LVMH's Bernard Arnault went from being the world's richest person to flirting with fifth place after a $54 billion loss

LVMH founder and CEO Bernard Arnault has taken a $30 billion hit to his net worth this year.Tefano Rellandini/Getty Images

  • Bernard Arnault has gone from being the richest person in the world to being on the verge of falling to fifth place.

  • The LVMH CEO's net worth has plummeted by $54 billion since its March peak, and by $30 billion so far this year.

  • LVMH shares have fallen 16% this year as weaker demand has hit the company's sales and profits.

Bernardo Arnault He was the richest person on the planet Six months ago;Now he is flirting with fifth place.

Arnault is the founder and CEO of LVMH Moët Hennessy Louis Vuitton, the French luxury goods giant. As of the end of March, his net worth was estimated at $231 billion, putting him ahead of Tesla's CEO. Elon Musk and the founder of Amazon Jeff Bezos at the top of the Bloomberg Billionaires Index.

The fashion mogul's fortune has shrunk by $54 billion since then, to $177 billion at Wednesday's close. That puts him in fourth place and just $1 billion ahead of the Oracle co-founder. Larry Ellison.

Arnault’s net worth has plummeted by $30 billion this year, making him the biggest wealth loser among the 500 people on Bloomberg’s list. He’s also the only person among the 18 richest people who is in the red for 2024; the others have gained at least $14 billion and as much as $1 billion. 63 billion dollars.

Forbes’ wealth rankings tell a similar story: Arnault has fallen from first place, with a net worth of $233 billion as of March 8, to fifth, with a fortune of $175 billion, behind Musk, Bezos, Ellison and the Meta CEO. Mark Zuckerberg.

The hit to the “Wolf of Kashmir”'s wealth comes as LVMH's share price has fallen by 16% to its lowest level in two years.

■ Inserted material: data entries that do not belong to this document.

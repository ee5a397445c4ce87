//! Differential-privacy noise for aggregate outputs
//!
//! Noise is Laplace-distributed with scale `1/λ`, where the precision `λ`
//! is derived from the aggregate kind, the privacy budget `ε`, and the
//! sensitivity range `Δ = max - min` of the aggregated channel:
//!
//! | aggregate            | λ                         |
//! |----------------------|---------------------------|
//! | avg                  | ε · n / Δ (n = sample count) |
//! | min, max             | ε · Δ                     |
//! | median               | ε · 2 / Δ                 |
//! | sum                  | ε · max(\|min\|, \|max\|) |
//! | first, last, nth     | ε / Δ                     |
//!
//! Kinds are matched by lower-cased substring in the order of the table.

mod errors;
mod noise;

pub use errors::{NoiseError, NoiseResult};
pub use noise::{NoiseKind, PrivacyNoiseEngine, SensitivityRange};
//! Aggregate expression errors
//!
//! Error codes:
//! - SG_AGGREGATE_INVALID_EXPRESSION (REJECT)
//! - SG_AGGREGATE_UNKNOWN_KIND (REJECT)
//! - SG_CHANNEL_UNSUPPORTED_TYPE (REJECT)

use std::fmt;

#[derive(Debug, Clone, Copy, PartialEq, Eq)]
pub enum AggregateErrorCode {
    /// Unrecognized head, wrong arity, bad epsilon, bad term syntax
    SgAggregateInvalidExpression,
    /// Term function outside the supported set
    SgAggregateUnknownKind,
    /// Term targets a non-numeric channel
    SgChannelUnsupportedType,
}

impl AggregateErrorCode {
    pub fn code(&self) -> &'static str {
        match self {
            AggregateErrorCode::SgAggregateInvalidExpression => "SG_AGGREGATE_INVALID_EXPRESSION",
            AggregateErrorCode::SgAggregateUnknownKind => "SG_AGGREGATE_UNKNOWN_KIND",
            AggregateErrorCode::SgChannelUnsupportedType => "SG_CHANNEL_UNSUPPORTED_TYPE",
        }
    }
}

impl fmt::Display for AggregateErrorCode {
    fn fmt(&self, f: &mut fmt::Formatter<'_>) -> fmt::Result {
        write!(f, "{}", self.code())
    }
}

#[derive(Debug, Clone, PartialEq, Eq)]
pub struct AggregateError {
    code: AggregateErrorCode,
    message: String,
}

impl AggregateError {
    pub fn invalid(reason: impl Into<String>) -> Self {
        Self {
            code: AggregateErrorCode::SgAggregateInvalidExpression,
            message: reason.into(),
        }
    }

    pub fn unknown_kind(name: &str) -> Self {
        Self {
            code: AggregateErrorCode::SgAggregateUnknownKind,
            message: format!("unknown aggregate function '{}'", name),
        }
    }

    pub fn unsupported_channel(channel: &str, channel_type: impl fmt::Display) -> Self {
        Self {
            code: AggregateErrorCode::SgChannelUnsupportedType,
            message: format!(
                "channel '{}' has type {} which cannot be aggregated",
                channel, channel_type
            ),
        }
    }

    pub fn code(&self) -> AggregateErrorCode {
        self.code
    }

    pub fn message(&self) -> &str {
        &self.message
    }
}

impl fmt::Display for AggregateError {
    fn fmt(&self, f: &mut fmt::Formatter<'_>) -> fmt::Result {
        write!(f, "[REJECT] {}: {}", self.code, self.message)
    }
}

impl std::error::Error for AggregateError {}

pub type AggregateResult<T> = Result<T, AggregateError>;
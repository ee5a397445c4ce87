//! Rule validation at write time

use crate::aggregate::{is_aggregate_expression, AggregateSpec};
use crate::model::{Rule, RuleAction};
use crate::predicate::{expand_time_filters, normalize_operators, parse};

use super::errors::{PolicyError, PolicyResult};

/// Checks a rule before it is stored
///
/// - the owner is set
/// - the action is `allow`, `deny`, or a parseable aggregate expression
/// - an explicit priority is at least 1
/// - a condition without `$(...)` placeholders parses
///
/// Conditions that still contain placeholders (macros, template
/// parameters) can only be checked once expanded at planning time.
pub fn validate_rule(rule: &Rule) -> PolicyResult<()> {
    if rule.owner.trim().is_empty() {
        return Err(PolicyError::MissingOwner(rule.id));
    }

    if let RuleAction::Aggregate(expr) = rule.action() {
        if !is_aggregate_expression(expr) {
            return Err(PolicyError::InvalidAction {
                rule_id: rule.id,
                reason: format!("'{}' is not recognized", expr),
            });
        }
        AggregateSpec::parse(expr).map_err(|e| PolicyError::InvalidAction {
            rule_id: rule.id,
            reason: e.message().to_string(),
        })?;
    }

    if rule.priority == Some(0) {
        return Err(PolicyError::InvalidPriority { rule_id: rule.id });
    }

    if let Some(condition) = rule.condition_text() {
        if !condition.contains("$(") {
            let invalid = |reason: String| PolicyError::InvalidCondition {
                rule_id: rule.id,
                reason,
            };
            let expanded = expand_time_filters(condition).map_err(|e| invalid(e.to_string()))?;
            parse(&normalize_operators(&expanded)).map_err(|e| invalid(e.to_string()))?;
        }
    }

    Ok(())
}

#[cfg(test)]
mod tests {
    use super::*;

    fn rule(action: &str) -> Rule {
        Rule {
            id: 11,
            owner: "alice".into(),
            priority: Some(1),
            target_users: None,
            target_streams: None,
            condition: None,
            action: action.into(),
            template_name: None,
        }
    }

    #[test]
    fn test_valid_actions() {
        for action in ["allow", "DENY", "AggregateRange('avg($x)')", "NoisyAggregateBy('max($x)', '1day', 0.1)"] {
            assert!(validate_rule(&rule(action)).is_ok(), "{}", action);
        }
    }

    #[test]
    fn test_invalid_actions() {
        assert!(matches!(
            validate_rule(&rule("permit")),
            Err(PolicyError::InvalidAction { .. })
        ));
        assert!(matches!(
            validate_rule(&rule("AggregateBy('avg($x)')")),
            Err(PolicyError::InvalidAction { .. })
        ));
    }

    #[test]
    fn test_priority_zero_rejected() {
        let mut r = rule("allow");
        r.priority = Some(0);
        assert_eq!(validate_rule(&r), Err(PolicyError::InvalidPriority { rule_id: 11 }));
        r.priority = None;
        assert!(validate_rule(&r).is_ok());
    }

    #[test]
    fn test_condition_checked_unless_it_has_placeholders() {
        let mut r = rule("allow");
        r.condition = Some("x > ".into());
        assert!(matches!(validate_rule(&r), Err(PolicyError::InvalidCondition { .. })));

        r.condition = Some("x > 1 && [ * * 9-17 * * * ]".into());
        assert!(validate_rule(&r).is_ok());

        r.condition = Some("$(AT_HOME) AND x > 1".into());
        assert!(validate_rule(&r).is_ok());
    }

    #[test]
    fn test_owner_required() {
        let mut r = rule("allow");
        r.owner = " ".into();
        assert_eq!(validate_rule(&r), Err(PolicyError::MissingOwner(11)));
    }
}
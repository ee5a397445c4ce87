//! Planner configuration

use std::time::Duration;

use serde::{Deserialize, Serialize};

/// Planner limits
#[derive(Debug, Clone, PartialEq, Eq, Serialize, Deserialize)]
pub struct PlannerConfig {
    /// Longest window accepted for correlation and filtered aggregation
    /// (default: 7 days)
    #[serde(default = "default_max_window_secs")]
    pub max_window_secs: u64,

    /// Time allowed for each store call (default: 30s)
    #[serde(default = "default_store_call_timeout_ms")]
    pub store_call_timeout_ms: u64,

    /// Row cap when a request sets none; 0 means unlimited
    #[serde(default)]
    pub default_limit: usize,
}

fn default_max_window_secs() -> u64 {
    7 * 24 * 60 * 60
}

fn default_store_call_timeout_ms() -> u64 {
    30_000
}

impl Default for PlannerConfig {
    fn default() -> Self {
        Self {
            max_window_secs: default_max_window_secs(),
            store_call_timeout_ms: default_store_call_timeout_ms(),
            default_limit: 0,
        }
    }
}

impl PlannerConfig {
    pub fn validate(&self) -> Result<(), String> {
        if self.max_window_secs == 0 {
            return Err("max_window_secs must be > 0".into());
        }
        if self.max_window_secs > i64::MAX as u64 / 1000 {
            return Err("max_window_secs is too large".into());
        }
        if self.store_call_timeout_ms == 0 {
            return Err("store_call_timeout_ms must be > 0".into());
        }
        Ok(())
    }

    pub fn max_window(&self) -> chrono::Duration {
        chrono::Duration::seconds(self.max_window_secs as i64)
    }

    pub fn store_call_timeout(&self) -> Duration {
        Duration::from_millis(self.store_call_timeout_ms)
    }

    /// Explicit limit, else the configured default, else none
    pub fn effective_limit(&self, requested: Option<usize>) -> Option<usize> {
        requested.or(match self.default_limit {
            0 => None,
            n => Some(n),
        })
    }
}
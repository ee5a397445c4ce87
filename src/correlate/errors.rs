use thiserror::Error;

use crate::model::WindowViolation;
use crate::predicate::PredicateError;

pub type CorrelateResult<T> = Result<T, CorrelateError>;

#[derive(Debug, Clone, PartialEq, Error)]
pub enum CorrelateError {
    #[error("cross-stream predicates need a window: {0}")]
    Window(WindowViolation),

    #[error("stream '{stream}' has no channel '{channel}'")]
    UnknownChannel { stream: String, channel: String },

    #[error("reference '{0}' must be separated from surrounding text by whitespace")]
    UnresolvedReference(String),

    #[error(transparent)]
    Predicate(#[from] PredicateError),
}
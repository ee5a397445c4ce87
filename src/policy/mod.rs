//! Access policy: rule resolution, validation and templates
//!
//! An owner's rules are folded, highest priority first, into a single
//! decision for one (stream, requesting user) pair:
//!
//! - `Deny`: refuse the request outright
//! - `Allow(predicate)`: the user sees only rows matching `predicate`
//! - `Unrestricted`: no rule restricts the user
//!
//! Independently, the highest-priority rule whose action is an aggregate
//! expression forces the result through that aggregation.
//!
//! Resolution is a pure function of its inputs. Stream owners reading their
//! own streams bypass it entirely.

mod errors;
mod resolver;
mod templates;
mod validation;

pub use errors::{PolicyError, PolicyResult};
pub use resolver::{AccessDecision, AggregateOverride, Resolution, RuleResolver};
pub use templates::{instantiate_template, TemplateInstantiation};
pub use validation::validate_rule;
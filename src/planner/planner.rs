//! Staged query planning
//!
//! Stages run in a fixed order and each only when its input is present:
//!
//! 1. access: resolve the owner's rules unless the owner is reading
//! 2. compose: caller filter AND rule predicate AND override condition,
//!    after macro, time-filter and operator normalization
//! 3. correlate: merge streams named as `stream.channel`
//! 4. filter: materialize matching rows when an aggregate follows
//! 5. aggregate: calendar buckets or one row over the window
//! 6. noise: Laplace noise per aggregated value into a fresh view
//!
//! The cursor then reads the final relation. Views created by stages 3-6
//! belong to the [`QueryPlan`]; any stage failure closes the plan before
//! the error is returned.

use std::sync::Arc;

use crate::aggregate::{AggregateFunction, AggregateKind, AggregateSpec, BoundAggregate, Calendar};
use crate::correlate::{CrossStreamCorrelator, ReferenceScanner};
use crate::model::{Macro, TimeWindow, Tuple, Value};
use crate::observability::{log_event_with_fields, Event, MetricsRegistry, ObservationScope};
use crate::policy::{AccessDecision, Resolution, RuleResolver};
use crate::predicate::{and_all, normalize, parse};
use crate::privacy::{PrivacyNoiseEngine, SensitivityRange};
use crate::stats::ChannelStatisticsTracker;
use crate::store::{MetadataCatalog, ScanSpec, TimeSeriesStore, ViewRef};

use super::config::PlannerConfig;
use super::cursor::PlanCursor;
use super::errors::{PlannerError, PlannerResult};
use super::explain::ExplainPlan;
use super::plan::{guarded, AccessSummary, AggregateSummary, QueryPlan, Stage};
use super::request::QueryRequest;

/// Aggregation chosen for a plan and where it came from
struct ChosenAggregate {
    spec: AggregateSpec,
    override_rule: Option<u64>,
}

pub struct QueryPlanner {
    store: Arc<dyn TimeSeriesStore>,
    catalog: Arc<dyn MetadataCatalog>,
    tracker: Arc<ChannelStatisticsTracker>,
    resolver: RuleResolver,
    correlator: CrossStreamCorrelator,
    noise: PrivacyNoiseEngine,
    config: PlannerConfig,
    metrics: Arc<MetricsRegistry>,
}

Arnault owns about 48% of the luxury conglomerate, which houses about 75 brands including Tiffany & Co., Louis Vuitton, Dom Perignon and Sephora.

LVMH shares have been hit by the company's troubles. In the first half of this year, the company struggled, with underlying revenue up just 2% and revenue from recurring operations falling 8%. Underlying profits fell 26% in the wine and spirits business, 19% in watches and jewelry, and 6% in the key fashion and leather goods segment.

Arnault also warned of a “climate of economic and geopolitical uncertainty” in the earnings release. Meanwhile, Bloomberg reported last month that Sephora was cutting its 4,000-person workforce in China by 10% to weather a crisis. Challenging local market.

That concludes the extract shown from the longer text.